Weindruch and Walford believe that there are strong arguments in support of the idea that some of the genes in DNA, which are specifically linked to the ageing process, are affected beneficially by dietary restriction. Some of these help immune function while others are related to improving oxidation protection functions as well as the elongation factor mentioned above.
DNA looks after itself
Part of this selective upgrading of certain functions, during
dietary restriction, seems to be the way in which DNA makes
sure that it is itself protected more efficiently (for example, ensuring repair where damage has occurred) especially in those sites where genes exist which influence ageing. In this way dietary restriction causes DNA to produce more 'physiologically useful' messenger RNAs and, in short-lived, disease-prone breeds of animals, to produce fewer cancer-initiating RNA messengers. Both of these effects will increase life expectancy.
What about immune function and hormones?
Chapter 7 looks at the remarkable 'youth enhancing' results obtained by the use of growth hormone, and I also elaborate on other hormonal theories of aging. At this point I suggest that we should note simply that dietary restriction and fasting change hormonal patterns beneficially, and that the overall effect of a better functioning hormonal system makes for a healthier and
better balanced individual (animal or human), with 'younger'
characteristics, but not necessarily with a longer life expectancy. This is much the same point as made in relation to the immune system, which becomes increasingly efficient with dietary restriction (and fasting). This effect is bound to increase life expectancy simply by keeping disease processes under better control (or by helping to avoid them altogether). However, this is not the same as saying that enhanced immune function (whether resulting from dietary restriction or anything else) produces life extension.
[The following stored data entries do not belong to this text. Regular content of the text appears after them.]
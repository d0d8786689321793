/// Glob matcher over `/`-delimited paths.
///
/// Supported pattern segments:
/// - `users`: exact segment
/// - `*`, `api-*`, `*.json`: `*` matches any run of characters within one
///   segment
/// - `**`: as a whole segment, matches the rest of the path including zero
///   segments; when it is not last, the remaining pattern is searched with
///   memoized backtracking
///
/// Matching normalizes pattern and path first: repeated slashes collapse and
/// a trailing slash is dropped (except for `/`). `strip_prefix` works on the
/// raw path.
pub struct PathMatcher;

impl PathMatcher {
    pub fn matches(pattern: &str, path: &str) -> bool {
        let pattern = Self::normalize(pattern);
        let path = Self::normalize(path);
        let pats: Vec<&str> = segments(&pattern).collect();
        let segs: Vec<&str> = segments(&path).collect();
        match_segments(&pats, &segs)
    }

    pub fn normalize(path: &str) -> String {
        let mut out = String::with_capacity(path.len() + 1);
        out.push('/');
        for seg in segments(path) {
            if out.len() > 1 {
                out.push('/');
            }
            out.push_str(seg);
        }
        out
    }

    /// Remove the literal prefix of `pattern` (its leading segments before the
    /// first wildcard) from the raw `path`, on a segment boundary. The
    /// remainder is kept byte for byte, trailing and repeated slashes
    /// included; an empty remainder becomes `/`. Paths that do not start with
    /// the prefix come back untouched.
    pub fn strip_prefix(pattern: &str, path: &str) -> String {
        let mut rest = path;
        for literal in segments(pattern).take_while(|seg| !seg.contains('*')) {
            match rest.trim_start_matches('/').strip_prefix(literal) {
                Some(r) if r.is_empty() || r.starts_with('/') => rest = r,
                _ => {
                    rest = path;
                    break;
                }
            }
        }
        if rest.is_empty() {
            "/".to_string()
        } else {
            rest.to_string()
        }
    }
}

fn segments(path: &str) -> impl Iterator<Item = &str> {
    path.split('/').filter(|s| !s.is_empty())
}

/// Segment-level match. `**` either ends here or swallows one more segment,
/// and failed `(pattern, segment)` positions are remembered, so the work is
/// bounded by `pats.len() * segs.len()` whatever the number of `**`.
fn match_segments(pats: &[&str], segs: &[&str]) -> bool {
    let mut failed = vec![false; (pats.len() + 1) * (segs.len() + 1)];
    match_from(pats, segs, 0, 0, &mut failed)
}

fn match_from(pats: &[&str], segs: &[&str], pi: usize, si: usize, failed: &mut [bool]) -> bool {
    let key = pi * (segs.len() + 1) + si;
    if failed[key] {
        return false;
    }
    let matched = match pats.get(pi) {
        None => si == segs.len(),
        Some(&"**") if pi + 1 == pats.len() => true,
        Some(&"**") => {
            match_from(pats, segs, pi + 1, si, failed)
                || (si < segs.len() && match_from(pats, segs, pi, si + 1, failed))
        }
        Some(pat) => {
            si < segs.len()
                && segment_matches(pat, segs[si])
                && match_from(pats, segs, pi + 1, si + 1, failed)
        }
    };
    if !matched {
        failed[key] = true;
    }
    matched
}

/// `*` glob inside a single segment.
fn segment_matches(pattern: &str, segment: &str) -> bool {
    if !pattern.contains('*') {
        return pattern == segment;
    }
    let p = pattern.as_bytes();
    let s = segment.as_bytes();
    let (mut pi, mut si) = (0, 0);
    let mut star: Option<usize> = None;
    let mut mark = 0;

    while si < s.len() {
        if pi < p.len() && p[pi] == b'*' {
            star = Some(pi);
            mark = si;
            pi += 1;
        } else if pi < p.len() && p[pi] == s[si] {
            pi += 1;
            si += 1;
        } else if let Some(sp) = star {
            pi = sp + 1;
            mark += 1;
            si = mark;
        } else {
            return false;
        }
    }
    p[pi..].iter().all(|&c| c == b'*')
}

#[cfg(test)]
mod tests {
    use super::*;

    #[test]
    fn test_double_star_matches_rest() {
        assert!(PathMatcher::matches("/api/**", "/api/v1/users"));
        assert!(PathMatcher::matches("/api/**", "/api"));
        assert!(PathMatcher::matches("/**", "/"));
        assert!(!PathMatcher::matches("/api/**", "/other/v1"));
    }

    #[test]
    fn test_single_star_is_one_segment() {
        assert!(PathMatcher::matches("/api/*/users", "/api/v1/users"));
        assert!(!PathMatcher::matches("/api/*/users", "/api/v1/v2/users"));
        assert!(!PathMatcher::matches("/api/*", "/api"));
    }

    #[test]
    fn test_glob_within_segment() {
        assert!(PathMatcher::matches("/svc/api-*", "/svc/api-orders"));
        assert!(PathMatcher::matches("/files/*.json", "/files/a.json"));
        assert!(PathMatcher::matches("/x/a*b*c", "/x/aXXbYYc"));
        assert!(!PathMatcher::matches("/svc/api-*", "/svc/web-orders"));
        assert!(!PathMatcher::matches("/files/*.json", "/files/a.jsonx"));
    }

    #[test]
    fn test_double_star_in_middle_backtracks() {
        assert!(PathMatcher::matches("/a/**/z", "/a/z"));
        assert!(PathMatcher::matches("/a/**/z", "/a/b/c/z"));
        assert!(PathMatcher::matches("/a/**/b/**/c", "/a/x/b/y/b/c"));
        assert!(!PathMatcher::matches("/a/**/z", "/a/b/c"));
    }

    #[test]
    fn test_normalization() {
        assert!(PathMatcher::matches("/a/b", "/a/b/"));
        assert!(PathMatcher::matches("/a/b", "//a///b"));
        assert_eq!(PathMatcher::normalize("//a//b/"), "/a/b");
        assert_eq!(PathMatcher::normalize("/"), "/");
        assert_eq!(PathMatcher::normalize(""), "/");
        assert_eq!(PathMatcher::normalize("a/b"), "/a/b");
    }

    #[test]
    fn test_strip_prefix() {
        assert_eq!(PathMatcher::strip_prefix("/svc/**", "/svc/ping"), "/ping");
        assert_eq!(PathMatcher::strip_prefix("/svc/**", "/svc"), "/");
        assert_eq!(PathMatcher::strip_prefix("/svc/**", "/svc/"), "/");
        assert_eq!(PathMatcher::strip_prefix("/svc/**", "/svcx/ping"), "/svcx/ping");
        assert_eq!(PathMatcher::strip_prefix("/**", "/a/b"), "/a/b");
        assert_eq!(PathMatcher::strip_prefix("/api/v1/*/users", "/api/v1/7/users"), "/7/users");
        assert_eq!(PathMatcher::strip_prefix("/api-*/x", "/api-a/x"), "/api-a/x");
        assert_eq!(PathMatcher::strip_prefix("/exact/path", "/exact/path"), "/");
    }

    #[test]
    fn test_strip_prefix_keeps_raw_remainder() {
        assert_eq!(PathMatcher::strip_prefix("/svc/**", "/svc/dir/"), "/dir/");
        assert_eq!(PathMatcher::strip_prefix("/svc/**", "/svc/a//b"), "/a//b");
        assert_eq!(PathMatcher::strip_prefix("/svc/**", "//svc/x/"), "/x/");
        assert_eq!(PathMatcher::strip_prefix("/**", "/a//b/"), "/a//b/");
        assert_eq!(PathMatcher::strip_prefix("/**", ""), "/");
    }

    #[test]
    fn test_many_double_stars_stay_linear() {
        let path = format!("/{}", vec!["a"; 400].join("/"));
        let start = std::time::Instant::now();
        assert!(!PathMatcher::matches("/**/a/**/a/**/a/**/b", &path));
        assert!(PathMatcher::matches("/**/a/**/a/**/a/**/a", &path));
        assert!(start.elapsed() < std::time::Duration::from_millis(100));
    }
}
For example, where immune function has been made more efficient by means such as the injection of thymus gland extracts into elderly animals, there has certainly been a rejuvenating effect, but there is no evidence of increased life span. As Weindruch and Walford put it: 'As part of the life extension induced by dietary restriction the immune system is kept "younger" longer by a mechanism whose ultimate origin lies elsewhere.'
Overview
So, how does dietary restriction influence life extension? Despite heroic research our understanding of the aging process remains only partial, with extremely strong views being held as to the relative importance of one or other aspect of it. The influence of dietary restriction on all of the various contenders for the 'major' influence on aging seems to make it a universally applicable technique, whether we are looking at how cells function in terms of self-repair and protein synthesis; or energy production and use; or the influence of the immune and endocrine (hormonal) systems; or the build up of altered structures (cross-linkage) and toxins, often related to free radical activity.
It might well be that aging is the result of a decline in efficiency brought about by wear and tear, a gradual overload which our self-repairing mechanisms ultimately fail to deal with. Or aging might be the result of a built-in obsolescence factor, or indeed it might be the result of a combination of these and other as yet unidentified elements.